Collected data
· · · ·

use std::{
    env,
    io::{Read, Write},
    net::{SocketAddr, TcpListener, TcpStream, ToSocketAddrs},
    sync::Mutex,
    thread,
    time::Duration,
};

use bytes::{Buf, BufMut, BytesMut};

use crate::TrainingError;

use super::DistributedCoordinator;

const DEFAULT_MASTER_ADDR: &str = "127.0.0.1";
const DEFAULT_MASTER_PORT: u16 = 29_500;
const CONNECT_ATTEMPTS: usize = 60;
const CONNECT_BACKOFF: Duration = Duration::from_millis(500);
const HANDSHAKE_MAGIC: u32 = 0x5250_4731;

/// Process group over plain TCP.
///
/// Rank 0 listens on the master address and every other rank connects to
/// it. A reduction gathers every buffer on rank 0, sums them there and
/// sends the result back.
#[derive(Debug)]
pub struct TcpProcessGroup {
    rank: usize,
    world_size: usize,
    link: Link,
}

#[derive(Debug)]
enum Link {
    /// Streams to ranks `1..world_size`, in rank order.
    Root(Mutex<Vec<TcpStream>>),
    Worker(Mutex<TcpStream>),
}

impl TcpProcessGroup {
    /// Reads `MASTER_ADDR` (default 127.0.0.1), `MASTER_PORT` (default
    /// 29500) and `WORLD_SIZE` (required).
    pub fn from_env(rank: usize) -> Result<Self, TrainingError> {
        let world_size = env::var("WORLD_SIZE")
            .map_err(|_| TrainingError::distributed("WORLD_SIZE is not set"))?
            .parse::<usize>()
            .map_err(|err| TrainingError::distributed(format!("invalid WORLD_SIZE: {err}")))?;
        let host = env::var("MASTER_ADDR").unwrap_or_else(|_| DEFAULT_MASTER_ADDR.to_string());
        let port = match env::var("MASTER_PORT") {
            Ok(value) => value
                .parse::<u16>()
                .map_err(|err| TrainingError::distributed(format!("invalid MASTER_PORT: {err}")))?,
            Err(_) => DEFAULT_MASTER_PORT,
        };
        let addr = (host.as_str(), port)
            .to_socket_addrs()
            .map_err(|err| {
                TrainingError::distributed(format!("cannot resolve {host}:{port}: {err}"))
            })?
            .next()
            .ok_or_else(|| TrainingError::distributed(format!("{host}:{port} has no address")))?;

        if rank == 0 {
            let listener = TcpListener::bind(addr).map_err(|err| {
                TrainingError::distributed(format!("rank 0 cannot listen on {addr}: {err}"))
            })?;
            Self::root(listener, world_size)
        } else {
            Self::worker(rank, world_size, addr)
        }
    }

    /// Rank 0: accepts one connection from each other rank.
    pub fn root(listener: TcpListener, world_size: usize) -> Result<Self, TrainingError> {
        check_world_size(0, world_size)?;
        let mut peers: Vec<Option<TcpStream>> = (1..world_size).map(|_| None).collect();
        for _ in 1..world_size {
            let (mut stream, peer) = listener
                .accept()
                .map_err(|err| TrainingError::distributed(format!("accept failed: {err}")))?;
            stream.set_nodelay(true).map_err(io_error)?;

            let mut header = [0u8; 12];
            stream.read_exact(&mut header).map_err(io_error)?;
            let mut header = &header[..];
            let magic = header.get_u32_le();
            let rank = header.get_u32_le() as usize;
            let peer_world = header.get_u32_le() as usize;
            if magic != HANDSHAKE_MAGIC || peer_world != world_size {
                return Err(TrainingError::distributed(format!(
                    "unexpected handshake from {peer} (world size {peer_world}, expected {world_size})"
                )));
            }
            let slot = rank
                .checked_sub(1)
                .and_then(|index| peers.get_mut(index))
                .ok_or_else(|| {
                    TrainingError::distributed(format!("peer {peer} claims invalid rank {rank}"))
                })?;
            if slot.replace(stream).is_some() {
                return Err(TrainingError::distributed(format!(
                    "rank {rank} connected twice"
                )));
            }
            log::debug!("rank {rank} connected from {peer}");
        }

        let peers = peers.into_iter().flatten().collect();
        Ok(Self {
            rank: 0,
            world_size,
            link: Link::Root(Mutex::new(peers)),
        })
    }

    /// Ranks `1..world_size`: connects to rank 0, retrying while it starts up.
    pub fn worker(rank: usize, world_size: usize, master: SocketAddr) -> Result<Self, TrainingError> {
        check_world_size(rank, world_size)?;
        if rank == 0 {
            return Err(TrainingError::distributed("rank 0 must use TcpProcessGroup::root"));
        }

        let mut last_error = None;
        for _ in 0..CONNECT_ATTEMPTS {
            match TcpStream::connect(master) {
                Ok(mut stream) => {
                    stream.set_nodelay(true).map_err(io_error)?;
                    let mut header = BytesMut::with_capacity(12);
                    header.put_u32_le(HANDSHAKE_MAGIC);
                    header.put_u32_le(rank as u32);
                    header.put_u32_le(world_size as u32);
                    stream.write_all(&header).map_err(io_error)?;
                    return Ok(Self {
                        rank,
                        world_size,
                        link: Link::Worker(Mutex::new(stream)),
                    });
                }
                Err(err) => {
                    last_error = Some(err);
                    thread::sleep(CONNECT_BACKOFF);
                }
            }
        }

        Err(TrainingError::distributed(format!(
            "rank {rank} could not reach {master}: {}",
            last_error.map(|err| err.to_string()).unwrap_or_default()
        )))
    }
}

impl DistributedCoordinator for TcpProcessGroup {
    fn rank(&self) -> i64 {
        self.rank as i64
    }

    fn world_size(&self) -> usize {
        self.world_size
    }

    fn all_reduce_sum(&self, buffer: Vec<f32>) -> Result<Vec<f32>, TrainingError> {
        let poisoned = || TrainingError::distributed("process group link is poisoned");
        match &self.link {
            Link::Root(peers) => {
                let mut peers = peers.lock().map_err(|_| poisoned())?;
                let mut sum = buffer;
                for (index, stream) in peers.iter_mut().enumerate() {
                    let incoming = read_frame(stream)?;
                    if incoming.len() != sum.len() {
                        return Err(TrainingError::distributed(format!(
                            "rank {} sent {} values, expected {}",
                            index + 1,
                            incoming.len(),
                            sum.len()
                        )));
                    }
                    for (acc, value) in sum.iter_mut().zip(incoming) {
                        *acc += value;
                    }
                }
                for stream in peers.iter_mut() {
                    write_frame(stream, &sum)?;
                }
                Ok(sum)
            }
            Link::Worker(stream) => {
                let mut stream = stream.lock().map_err(|_| poisoned())?;
                write_frame(&mut stream, &buffer)?;
                read_frame(&mut stream)
            }
        }
    }
}

fn write_frame(stream: &mut TcpStream, values: &[f32]) -> Result<(), TrainingError> {
    let mut frame = BytesMut::with_capacity(8 + values.len() * 4);
    frame.put_u64_le(values.len() as u64);
    for value in values {
        frame.put_f32_le(*value);
    }
    stream.write_all(&frame).map_err(io_error)?;
    stream.flush().map_err(io_error)
}

fn read_frame(stream: &mut TcpStream) -> Result<Vec<f32>, TrainingError> {
    let mut len = [0u8; 8];
    stream.read_exact(&mut len).map_err(io_error)?;
    let len = (&len[..]).get_u64_le() as usize;

    let mut payload = vec![0u8; len * 4];
    stream.read_exact(&mut payload).map_err(io_error)?;
    let mut payload = &payload[..];
    Ok((0..len).map(|_| payload.get_f32_le()).collect())
}

fn check_world_size(rank: usize, world_size: usize) -> Result<(), TrainingError> {
    if world_size == 0 || rank >= world_size {
        return Err(TrainingError::distributed(format!(
            "rank {rank} is outside a world of size {world_size}"
        )));
    }
    Ok(())
}

fn io_error(err: std::io::Error) -> TrainingError {
    TrainingError::distributed(format!("process group i/o failed: {err}"))
}

#[cfg(test)]
mod tests {
    use super::*;
    use candle_core::{Device, Var};

    #[test]
    fn four_ranks_average_over_loopback() {
        let listener = TcpListener::bind("127.0.0.1:0").unwrap();
        let addr = listener.local_addr().unwrap();

        let workers: Vec<_> = (1..4)
            .map(|rank| {
                thread::spawn(move || {
                    let group = TcpProcessGroup::worker(rank, 4, addr).unwrap();
                    let var = Var::from_slice(&[rank as f32, 8.0], (2,), &Device::Cpu).unwrap();
                    group.all_reduce_average(&[var.clone()]).unwrap();
                    var.as_tensor().to_vec1::<f32>().unwrap()
                })
            })
            .collect();

        let root = TcpProcessGroup::root(listener, 4).unwrap();
        assert!(root.is_primary());
        let var = Var::from_slice(&[0f32, 8.0], (2,), &Device::Cpu).unwrap();
        root.all_reduce_average(&[var.clone()]).unwrap();
        assert_eq!(var.as_tensor().to_vec1::<f32>().unwrap(), vec![1.5, 8.0]);

        for worker in workers {
            assert_eq!(worker.join().unwrap(), vec![1.5, 8.0]);
        }
    }

    #[test]
    fn worker_cannot_claim_rank_zero() {
        let addr: SocketAddr = "127.0.0.1:9".parse().unwrap();
        assert!(TcpProcessGroup::worker(0, 2, addr).is_err());
        assert!(TcpProcessGroup::worker(3, 2, addr).is_err());
    }
}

· · · ·

_Aim of the task_.
Check each line above for the string "connected" and show the ones that have it.

_Task response_.
                    "rank {rank} connected twice"
            log::debug!("rank {rank} connected from {peer}");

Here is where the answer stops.